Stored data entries

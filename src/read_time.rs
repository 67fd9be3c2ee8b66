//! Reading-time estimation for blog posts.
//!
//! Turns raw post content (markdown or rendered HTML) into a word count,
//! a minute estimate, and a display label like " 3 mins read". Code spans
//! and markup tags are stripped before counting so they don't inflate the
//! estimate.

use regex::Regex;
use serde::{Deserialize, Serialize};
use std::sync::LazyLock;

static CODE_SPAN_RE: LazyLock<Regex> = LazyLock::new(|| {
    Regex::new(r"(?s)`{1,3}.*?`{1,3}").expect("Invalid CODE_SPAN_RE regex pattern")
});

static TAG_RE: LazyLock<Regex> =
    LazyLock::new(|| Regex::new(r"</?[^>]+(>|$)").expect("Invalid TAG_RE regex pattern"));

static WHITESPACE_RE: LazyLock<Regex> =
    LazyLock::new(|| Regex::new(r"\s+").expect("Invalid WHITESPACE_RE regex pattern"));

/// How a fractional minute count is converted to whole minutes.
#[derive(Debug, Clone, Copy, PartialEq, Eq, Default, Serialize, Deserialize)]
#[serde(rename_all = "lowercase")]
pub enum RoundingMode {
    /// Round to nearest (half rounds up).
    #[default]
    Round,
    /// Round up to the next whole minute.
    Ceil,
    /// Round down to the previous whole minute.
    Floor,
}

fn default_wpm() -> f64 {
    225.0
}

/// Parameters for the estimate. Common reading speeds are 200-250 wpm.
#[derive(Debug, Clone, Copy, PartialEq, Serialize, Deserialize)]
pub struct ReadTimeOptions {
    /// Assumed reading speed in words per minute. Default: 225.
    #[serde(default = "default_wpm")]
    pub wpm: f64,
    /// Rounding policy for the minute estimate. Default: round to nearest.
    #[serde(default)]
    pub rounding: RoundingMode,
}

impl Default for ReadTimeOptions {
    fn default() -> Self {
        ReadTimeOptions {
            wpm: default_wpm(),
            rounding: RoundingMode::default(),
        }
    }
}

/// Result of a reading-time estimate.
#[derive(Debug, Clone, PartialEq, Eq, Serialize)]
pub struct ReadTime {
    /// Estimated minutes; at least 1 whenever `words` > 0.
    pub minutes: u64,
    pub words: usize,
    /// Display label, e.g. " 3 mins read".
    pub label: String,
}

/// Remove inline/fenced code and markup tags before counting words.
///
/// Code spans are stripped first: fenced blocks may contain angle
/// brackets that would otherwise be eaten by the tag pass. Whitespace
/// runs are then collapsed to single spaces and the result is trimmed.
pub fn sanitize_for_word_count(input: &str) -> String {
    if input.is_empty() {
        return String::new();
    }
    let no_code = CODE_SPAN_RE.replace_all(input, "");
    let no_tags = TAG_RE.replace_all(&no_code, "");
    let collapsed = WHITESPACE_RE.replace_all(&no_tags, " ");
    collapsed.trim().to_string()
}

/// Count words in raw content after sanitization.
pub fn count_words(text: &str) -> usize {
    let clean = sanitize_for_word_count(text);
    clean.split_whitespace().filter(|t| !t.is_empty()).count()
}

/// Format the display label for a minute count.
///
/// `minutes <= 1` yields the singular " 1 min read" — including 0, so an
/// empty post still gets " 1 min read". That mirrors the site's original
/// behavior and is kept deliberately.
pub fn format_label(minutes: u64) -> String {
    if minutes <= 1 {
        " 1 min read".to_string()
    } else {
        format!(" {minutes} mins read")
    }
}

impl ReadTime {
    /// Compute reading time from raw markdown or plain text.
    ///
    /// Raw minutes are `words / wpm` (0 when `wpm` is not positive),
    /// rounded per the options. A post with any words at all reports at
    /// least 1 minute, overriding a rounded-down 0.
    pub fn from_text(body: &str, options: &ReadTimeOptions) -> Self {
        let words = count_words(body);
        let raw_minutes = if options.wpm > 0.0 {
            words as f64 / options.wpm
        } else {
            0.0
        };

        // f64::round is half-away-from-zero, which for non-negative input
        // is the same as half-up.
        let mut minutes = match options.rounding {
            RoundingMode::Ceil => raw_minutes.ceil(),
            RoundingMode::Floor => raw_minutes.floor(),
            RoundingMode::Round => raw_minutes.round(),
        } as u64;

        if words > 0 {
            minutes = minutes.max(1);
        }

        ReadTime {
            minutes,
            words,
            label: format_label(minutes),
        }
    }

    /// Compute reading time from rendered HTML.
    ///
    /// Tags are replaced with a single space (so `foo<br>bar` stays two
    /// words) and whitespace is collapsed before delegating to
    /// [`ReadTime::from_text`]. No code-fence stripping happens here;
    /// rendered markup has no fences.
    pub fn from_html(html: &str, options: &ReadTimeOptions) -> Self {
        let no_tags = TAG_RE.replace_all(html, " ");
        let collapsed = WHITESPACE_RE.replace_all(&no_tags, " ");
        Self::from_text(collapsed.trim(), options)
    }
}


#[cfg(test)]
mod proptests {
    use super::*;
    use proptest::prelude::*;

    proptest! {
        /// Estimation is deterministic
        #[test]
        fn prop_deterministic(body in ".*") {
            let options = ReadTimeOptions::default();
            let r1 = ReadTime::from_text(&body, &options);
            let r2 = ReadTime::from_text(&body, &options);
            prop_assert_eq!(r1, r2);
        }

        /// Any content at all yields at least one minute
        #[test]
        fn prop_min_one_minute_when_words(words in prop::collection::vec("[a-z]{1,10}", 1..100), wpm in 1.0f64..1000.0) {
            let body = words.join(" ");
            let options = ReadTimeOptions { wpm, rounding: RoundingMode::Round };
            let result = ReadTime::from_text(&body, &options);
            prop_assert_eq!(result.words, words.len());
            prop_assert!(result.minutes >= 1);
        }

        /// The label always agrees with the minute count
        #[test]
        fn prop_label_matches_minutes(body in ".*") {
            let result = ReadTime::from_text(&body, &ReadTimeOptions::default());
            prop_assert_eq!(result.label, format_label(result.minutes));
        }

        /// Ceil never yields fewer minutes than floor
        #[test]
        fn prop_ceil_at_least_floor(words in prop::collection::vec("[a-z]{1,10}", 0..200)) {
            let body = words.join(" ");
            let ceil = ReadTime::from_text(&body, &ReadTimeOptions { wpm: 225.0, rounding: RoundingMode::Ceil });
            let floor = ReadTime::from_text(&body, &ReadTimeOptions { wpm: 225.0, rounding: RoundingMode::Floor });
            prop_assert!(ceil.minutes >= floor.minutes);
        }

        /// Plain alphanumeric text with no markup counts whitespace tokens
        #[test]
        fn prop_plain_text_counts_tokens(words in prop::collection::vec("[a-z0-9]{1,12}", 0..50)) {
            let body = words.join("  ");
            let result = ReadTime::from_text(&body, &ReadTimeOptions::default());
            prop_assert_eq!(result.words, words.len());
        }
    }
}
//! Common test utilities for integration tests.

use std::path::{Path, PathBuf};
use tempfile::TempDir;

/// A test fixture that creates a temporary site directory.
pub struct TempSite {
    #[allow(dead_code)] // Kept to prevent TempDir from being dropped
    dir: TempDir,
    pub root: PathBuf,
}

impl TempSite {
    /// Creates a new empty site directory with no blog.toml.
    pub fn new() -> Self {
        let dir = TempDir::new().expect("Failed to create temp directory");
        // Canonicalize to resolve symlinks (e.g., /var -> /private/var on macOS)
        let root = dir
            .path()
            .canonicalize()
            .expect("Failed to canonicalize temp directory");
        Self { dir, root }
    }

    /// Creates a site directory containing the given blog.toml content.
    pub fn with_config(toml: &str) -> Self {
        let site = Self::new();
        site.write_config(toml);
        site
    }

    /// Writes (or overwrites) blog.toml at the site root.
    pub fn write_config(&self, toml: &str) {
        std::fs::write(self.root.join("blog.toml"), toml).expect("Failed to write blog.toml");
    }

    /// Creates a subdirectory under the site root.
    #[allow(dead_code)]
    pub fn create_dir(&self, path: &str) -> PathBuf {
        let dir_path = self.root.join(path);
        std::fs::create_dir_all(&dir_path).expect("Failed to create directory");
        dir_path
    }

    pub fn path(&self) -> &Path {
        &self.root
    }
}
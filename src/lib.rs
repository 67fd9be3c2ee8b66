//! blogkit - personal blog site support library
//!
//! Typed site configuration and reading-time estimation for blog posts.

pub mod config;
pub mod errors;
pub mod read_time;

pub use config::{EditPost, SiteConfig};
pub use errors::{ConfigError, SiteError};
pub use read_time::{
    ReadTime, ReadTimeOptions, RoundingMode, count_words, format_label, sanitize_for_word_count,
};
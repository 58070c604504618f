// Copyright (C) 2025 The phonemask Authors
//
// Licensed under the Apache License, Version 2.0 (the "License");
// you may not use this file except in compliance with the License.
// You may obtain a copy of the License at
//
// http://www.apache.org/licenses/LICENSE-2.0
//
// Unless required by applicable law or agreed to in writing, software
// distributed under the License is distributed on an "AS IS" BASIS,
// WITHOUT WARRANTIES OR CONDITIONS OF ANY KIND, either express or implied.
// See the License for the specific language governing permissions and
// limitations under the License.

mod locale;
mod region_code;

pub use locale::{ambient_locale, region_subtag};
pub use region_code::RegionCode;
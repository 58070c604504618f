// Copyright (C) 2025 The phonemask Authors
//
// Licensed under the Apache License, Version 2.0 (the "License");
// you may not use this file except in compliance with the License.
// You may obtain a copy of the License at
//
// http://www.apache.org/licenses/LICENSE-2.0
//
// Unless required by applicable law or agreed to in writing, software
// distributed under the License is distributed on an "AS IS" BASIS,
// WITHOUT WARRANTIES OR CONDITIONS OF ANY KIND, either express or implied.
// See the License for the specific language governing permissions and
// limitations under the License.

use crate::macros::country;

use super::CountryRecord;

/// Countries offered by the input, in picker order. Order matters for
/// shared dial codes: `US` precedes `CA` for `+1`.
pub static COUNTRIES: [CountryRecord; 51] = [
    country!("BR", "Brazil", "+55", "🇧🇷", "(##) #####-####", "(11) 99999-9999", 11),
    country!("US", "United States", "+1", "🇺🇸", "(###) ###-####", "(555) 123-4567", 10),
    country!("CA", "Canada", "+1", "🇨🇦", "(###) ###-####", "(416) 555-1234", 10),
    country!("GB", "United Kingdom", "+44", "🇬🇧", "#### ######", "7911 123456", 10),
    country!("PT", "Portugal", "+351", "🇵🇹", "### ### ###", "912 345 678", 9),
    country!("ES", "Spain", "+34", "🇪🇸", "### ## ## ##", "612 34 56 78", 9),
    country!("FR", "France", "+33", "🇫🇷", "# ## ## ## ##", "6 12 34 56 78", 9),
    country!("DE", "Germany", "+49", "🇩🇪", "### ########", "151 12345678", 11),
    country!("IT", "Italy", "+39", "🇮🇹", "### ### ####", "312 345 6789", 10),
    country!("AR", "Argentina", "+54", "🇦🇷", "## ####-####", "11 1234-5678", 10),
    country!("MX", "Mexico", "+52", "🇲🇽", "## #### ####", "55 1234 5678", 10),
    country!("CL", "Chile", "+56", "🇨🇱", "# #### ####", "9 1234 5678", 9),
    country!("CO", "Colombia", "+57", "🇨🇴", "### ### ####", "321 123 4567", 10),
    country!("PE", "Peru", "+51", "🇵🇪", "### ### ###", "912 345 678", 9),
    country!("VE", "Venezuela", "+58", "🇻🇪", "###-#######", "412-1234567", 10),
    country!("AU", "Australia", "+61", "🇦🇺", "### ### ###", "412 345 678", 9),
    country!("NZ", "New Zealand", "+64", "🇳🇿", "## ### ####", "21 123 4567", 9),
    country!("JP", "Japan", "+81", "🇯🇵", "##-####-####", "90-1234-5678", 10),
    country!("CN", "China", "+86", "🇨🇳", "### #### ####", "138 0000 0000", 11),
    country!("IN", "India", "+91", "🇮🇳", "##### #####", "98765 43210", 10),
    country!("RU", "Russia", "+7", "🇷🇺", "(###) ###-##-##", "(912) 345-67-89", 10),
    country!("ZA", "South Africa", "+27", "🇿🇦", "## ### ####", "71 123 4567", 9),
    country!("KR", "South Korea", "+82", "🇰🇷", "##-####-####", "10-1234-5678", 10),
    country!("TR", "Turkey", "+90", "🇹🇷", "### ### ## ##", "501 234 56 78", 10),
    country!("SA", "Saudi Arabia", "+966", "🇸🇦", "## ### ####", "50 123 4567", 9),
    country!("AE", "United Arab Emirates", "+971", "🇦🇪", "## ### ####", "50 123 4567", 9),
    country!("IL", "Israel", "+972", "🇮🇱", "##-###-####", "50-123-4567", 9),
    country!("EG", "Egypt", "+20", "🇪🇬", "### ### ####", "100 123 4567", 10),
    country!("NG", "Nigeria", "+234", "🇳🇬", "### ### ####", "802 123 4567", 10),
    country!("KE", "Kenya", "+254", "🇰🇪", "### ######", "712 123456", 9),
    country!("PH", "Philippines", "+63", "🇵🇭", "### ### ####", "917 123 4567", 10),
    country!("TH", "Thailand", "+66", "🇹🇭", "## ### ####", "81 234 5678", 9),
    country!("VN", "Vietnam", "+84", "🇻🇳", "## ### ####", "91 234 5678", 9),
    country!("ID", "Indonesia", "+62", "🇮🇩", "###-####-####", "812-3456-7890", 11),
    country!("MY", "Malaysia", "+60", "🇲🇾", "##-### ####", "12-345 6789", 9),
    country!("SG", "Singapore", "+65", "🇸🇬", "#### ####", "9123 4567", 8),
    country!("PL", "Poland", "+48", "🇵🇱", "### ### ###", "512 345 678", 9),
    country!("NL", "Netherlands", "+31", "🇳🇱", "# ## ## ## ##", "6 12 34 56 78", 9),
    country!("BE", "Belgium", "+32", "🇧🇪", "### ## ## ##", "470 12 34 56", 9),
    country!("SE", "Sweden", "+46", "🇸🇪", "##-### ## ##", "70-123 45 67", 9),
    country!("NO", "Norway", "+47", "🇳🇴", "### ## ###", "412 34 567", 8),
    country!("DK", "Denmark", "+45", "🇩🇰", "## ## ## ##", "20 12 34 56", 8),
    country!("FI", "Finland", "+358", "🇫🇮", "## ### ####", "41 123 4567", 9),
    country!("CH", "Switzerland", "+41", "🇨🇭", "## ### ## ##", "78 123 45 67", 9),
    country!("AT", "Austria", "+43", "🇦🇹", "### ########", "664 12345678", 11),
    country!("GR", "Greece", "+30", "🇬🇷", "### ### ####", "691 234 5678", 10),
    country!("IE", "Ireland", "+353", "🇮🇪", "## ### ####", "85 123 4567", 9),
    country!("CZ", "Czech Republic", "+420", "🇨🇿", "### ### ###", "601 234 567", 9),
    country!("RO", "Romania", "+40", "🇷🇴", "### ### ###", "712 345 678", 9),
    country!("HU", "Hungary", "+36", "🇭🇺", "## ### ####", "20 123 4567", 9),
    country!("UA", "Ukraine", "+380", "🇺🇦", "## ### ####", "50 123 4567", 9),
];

__About this task__
Begin at the first line of the records above and quote every line verbatim through the one that contains "don't inflate the".

__Task result__
filename src/read_time.rs
repository 67fd9be3c2ee8b66
//! Reading-time estimation for blog posts.
//!
//! Turns raw post content (markdown or rendered HTML) into a word count,
//! a minute estimate, and a display label like " 3 mins read". Code spans
//! and markup tags are stripped before counting so they don't inflate the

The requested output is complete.